What the task requires: Exactly the lines from the start of the data through the line containing "error for key" should be output, with both ends kept and nothing added.
Record excerpts below:
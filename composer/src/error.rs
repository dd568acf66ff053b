use thiserror::Error;

#[derive(Debug, Error)]
pub enum ComposeError {
    #[error("{0} is not a valid email address.")]
    InvalidAddress(String),
    #[error("storage error for key {key}: {message}")]
    Storage { key: String, message: String },
    #[error("malformed record under {key}: {source}")]
    Serialize {
        key: String,
        #[source]
        source: serde_json::Error,
    },
}

pub type Result<T> = std::result::Result<T, ComposeError>;
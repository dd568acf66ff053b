use composer::error::{ComposeError, Result};
use composer::Storage;

use crate::utils::get_local_storage;

/// `window.localStorage`. Missing storage (private mode, sandboxed frames)
/// reads as empty and fails on write.
#[derive(Debug, Default, Clone, Copy)]
pub struct LocalStorage;

fn storage_error(key: &str, message: &str) -> ComposeError {
    ComposeError::Storage {
        key: key.to_string(),
        message: message.to_string(),
    }
}

impl Storage for LocalStorage {
    fn get(&self, key: &str) -> Result<Option<String>> {
        match get_local_storage() {
            Some(local_storage) => local_storage.get_item(key)
                .map_err(|err| storage_error(key, &format!("{:?}", err))),
            None => Ok(None),
        }
    }

    fn set(&self, key: &str, value: &str) -> Result<()> {
        let local_storage = get_local_storage().ok_or_else(|| storage_error(key, "local storage unavailable"))?;
        local_storage.set_item(key, value)
            .map_err(|err| storage_error(key, &format!("{:?}", err)))
    }

    fn remove(&self, key: &str) -> Result<()> {
        match get_local_storage() {
            Some(local_storage) => local_storage.remove_item(key)
                .map_err(|err| storage_error(key, &format!("{:?}", err))),
            None => Ok(()),
        }
    }
}
use std::fmt;

use serde::{Deserialize, Serialize};

pub type RecipientId = String;
pub type AttachmentId = String;

#[derive(Debug, Copy, Clone, PartialEq, Eq, Hash, Deserialize, Serialize)]
#[serde(rename_all = "lowercase")]
pub enum RecipientClass {
    To,
    Cc,
    Bcc,
}

impl RecipientClass {
    pub const ALL: [RecipientClass; 3] = [RecipientClass::To, RecipientClass::Cc, RecipientClass::Bcc];

    pub fn label(&self) -> &'static str {
        match *self {
            RecipientClass::To => "To",
            RecipientClass::Cc => "Cc",
            RecipientClass::Bcc => "Bcc",
        }
    }
}

impl fmt::Display for RecipientClass {
    fn fmt(&self, f: &mut fmt::Formatter<'_>) -> fmt::Result {
        f.write_str(self.label())
    }
}

/// One address in the To/Cc/Bcc rows. Serialized with the field names
/// older drafts were written with (`email`, `type`).
#[derive(Debug, Clone, PartialEq, Eq, Deserialize, Serialize)]
pub struct Recipient {
    pub id: RecipientId,
    #[serde(rename = "email")]
    pub address: String,
    #[serde(rename = "type")]
    pub class: RecipientClass,
}

/// A file as handed over by the file picker.
#[derive(Debug, Clone)]
pub struct SelectedFile<F> {
    pub name: String,
    pub size: u64,
    pub mime_type: String,
    pub payload: F,
}

#[derive(Debug, Clone)]
pub struct Attachment<F> {
    pub id: AttachmentId,
    pub name: String,
    pub size: u64,
    pub mime_type: String,
    pub payload: F,
}

#[derive(Debug, Copy, Clone, PartialEq, Eq, Default)]
pub enum Severity {
    #[default]
    Normal,
    Destructive,
}

#[derive(Debug, Clone, PartialEq, Eq, Default)]
pub struct Notice {
    pub title: String,
    pub description: String,
    pub severity: Severity,
}

impl Notice {
    pub fn normal(title: &str, description: impl Into<String>) -> Self {
        Self {
            title: title.to_string(),
            description: description.into(),
            severity: Severity::Normal,
        }
    }

    pub fn destructive(title: &str, description: impl Into<String>) -> Self {
        Self {
            title: title.to_string(),
            description: description.into(),
            severity: Severity::Destructive,
        }
    }
}

#[derive(Debug, Copy, Clone, PartialEq, Eq, Default)]
pub enum DraftState {
    #[default]
    Empty,
    Dirty,
    Saved,
    Restored,
    Cleared,
}

#[derive(Debug, Copy, Clone, PartialEq, Eq)]
pub enum SendRejection {
    NoRecipients,
    NoSubject,
}

#[derive(Debug, Clone, PartialEq, Eq)]
pub enum SendOutcome {
    Rejected(SendRejection),
    Accepted { to: Vec<String> },
}

impl SendOutcome {
    pub fn is_accepted(&self) -> bool {
        matches!(self, SendOutcome::Accepted { .. })
    }
}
End of Record excerpts.
Exercise answer:
filename composer/src/error.rs
repository dd568acf66ff053b
use thiserror::Error;

#[derive(Debug, Error)]
pub enum ComposeError {
    #[error("{0} is not a valid email address.")]
    InvalidAddress(String),
    #[error("storage error for key {key}: {message}")]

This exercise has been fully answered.